• [Work to complete]: The response should hold each line from the entries below where "contains" is found.

Records from a data source
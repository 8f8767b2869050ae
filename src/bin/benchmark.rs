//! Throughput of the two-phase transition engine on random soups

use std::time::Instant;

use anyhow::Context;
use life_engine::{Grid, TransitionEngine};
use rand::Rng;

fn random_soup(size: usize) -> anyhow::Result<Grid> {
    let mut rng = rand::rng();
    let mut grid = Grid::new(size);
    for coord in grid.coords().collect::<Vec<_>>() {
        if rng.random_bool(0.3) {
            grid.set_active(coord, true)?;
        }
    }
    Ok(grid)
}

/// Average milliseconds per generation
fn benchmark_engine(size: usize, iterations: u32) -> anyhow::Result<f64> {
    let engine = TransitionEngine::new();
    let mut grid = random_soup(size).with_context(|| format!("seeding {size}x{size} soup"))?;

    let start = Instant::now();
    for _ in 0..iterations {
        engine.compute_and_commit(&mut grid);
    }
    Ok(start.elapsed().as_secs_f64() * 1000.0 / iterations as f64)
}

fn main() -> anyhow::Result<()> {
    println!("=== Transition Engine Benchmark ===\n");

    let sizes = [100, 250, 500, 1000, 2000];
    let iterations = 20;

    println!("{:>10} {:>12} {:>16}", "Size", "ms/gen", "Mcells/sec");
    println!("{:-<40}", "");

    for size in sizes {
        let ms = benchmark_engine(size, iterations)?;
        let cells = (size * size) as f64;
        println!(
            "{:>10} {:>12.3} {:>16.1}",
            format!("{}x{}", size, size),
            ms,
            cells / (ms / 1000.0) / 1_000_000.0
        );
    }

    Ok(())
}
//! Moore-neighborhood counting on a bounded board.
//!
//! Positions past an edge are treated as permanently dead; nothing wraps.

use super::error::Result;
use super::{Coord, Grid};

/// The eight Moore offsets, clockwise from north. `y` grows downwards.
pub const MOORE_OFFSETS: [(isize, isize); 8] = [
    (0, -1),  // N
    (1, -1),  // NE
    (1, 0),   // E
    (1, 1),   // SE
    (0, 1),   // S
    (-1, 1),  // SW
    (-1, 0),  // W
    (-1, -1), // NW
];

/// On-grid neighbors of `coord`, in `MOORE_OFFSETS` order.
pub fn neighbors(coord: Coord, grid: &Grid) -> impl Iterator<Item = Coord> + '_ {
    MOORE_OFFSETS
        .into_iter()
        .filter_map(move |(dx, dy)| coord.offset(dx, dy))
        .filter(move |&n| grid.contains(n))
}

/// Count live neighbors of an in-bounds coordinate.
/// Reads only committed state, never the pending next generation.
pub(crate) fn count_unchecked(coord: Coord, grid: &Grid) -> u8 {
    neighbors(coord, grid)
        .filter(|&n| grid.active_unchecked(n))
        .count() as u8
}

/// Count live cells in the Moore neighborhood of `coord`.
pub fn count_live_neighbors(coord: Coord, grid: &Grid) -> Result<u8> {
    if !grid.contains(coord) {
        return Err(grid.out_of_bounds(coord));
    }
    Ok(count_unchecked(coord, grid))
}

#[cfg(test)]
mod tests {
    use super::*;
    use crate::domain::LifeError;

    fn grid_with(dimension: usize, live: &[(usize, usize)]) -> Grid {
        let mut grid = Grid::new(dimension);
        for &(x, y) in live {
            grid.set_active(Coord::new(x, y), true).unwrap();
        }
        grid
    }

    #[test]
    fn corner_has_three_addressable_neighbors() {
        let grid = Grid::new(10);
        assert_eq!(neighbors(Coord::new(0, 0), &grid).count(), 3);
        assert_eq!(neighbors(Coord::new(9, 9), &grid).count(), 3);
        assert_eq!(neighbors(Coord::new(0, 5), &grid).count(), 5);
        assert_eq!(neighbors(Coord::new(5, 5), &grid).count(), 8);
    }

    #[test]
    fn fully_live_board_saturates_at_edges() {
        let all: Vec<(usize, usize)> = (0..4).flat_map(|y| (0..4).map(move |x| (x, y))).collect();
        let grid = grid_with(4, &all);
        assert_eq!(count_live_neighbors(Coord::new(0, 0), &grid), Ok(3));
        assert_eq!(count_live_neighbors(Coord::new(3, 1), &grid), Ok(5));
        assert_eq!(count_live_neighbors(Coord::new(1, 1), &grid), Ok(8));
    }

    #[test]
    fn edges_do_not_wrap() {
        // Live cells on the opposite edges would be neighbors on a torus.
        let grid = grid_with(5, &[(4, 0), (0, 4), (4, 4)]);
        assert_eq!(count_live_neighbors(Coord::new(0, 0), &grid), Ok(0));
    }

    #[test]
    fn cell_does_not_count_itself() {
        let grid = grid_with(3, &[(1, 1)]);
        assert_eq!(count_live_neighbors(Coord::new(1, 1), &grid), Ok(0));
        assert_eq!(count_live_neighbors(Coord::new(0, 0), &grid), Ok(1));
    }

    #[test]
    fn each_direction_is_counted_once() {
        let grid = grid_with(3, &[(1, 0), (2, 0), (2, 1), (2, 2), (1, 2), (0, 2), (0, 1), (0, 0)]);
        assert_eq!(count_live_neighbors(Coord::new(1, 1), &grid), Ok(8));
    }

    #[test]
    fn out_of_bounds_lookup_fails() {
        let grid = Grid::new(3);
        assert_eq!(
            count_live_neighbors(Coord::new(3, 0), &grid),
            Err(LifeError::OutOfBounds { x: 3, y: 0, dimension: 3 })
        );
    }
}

• [Result of this exercise]:
        .filter(move |&n| grid.contains(n))
    if !grid.contains(coord) {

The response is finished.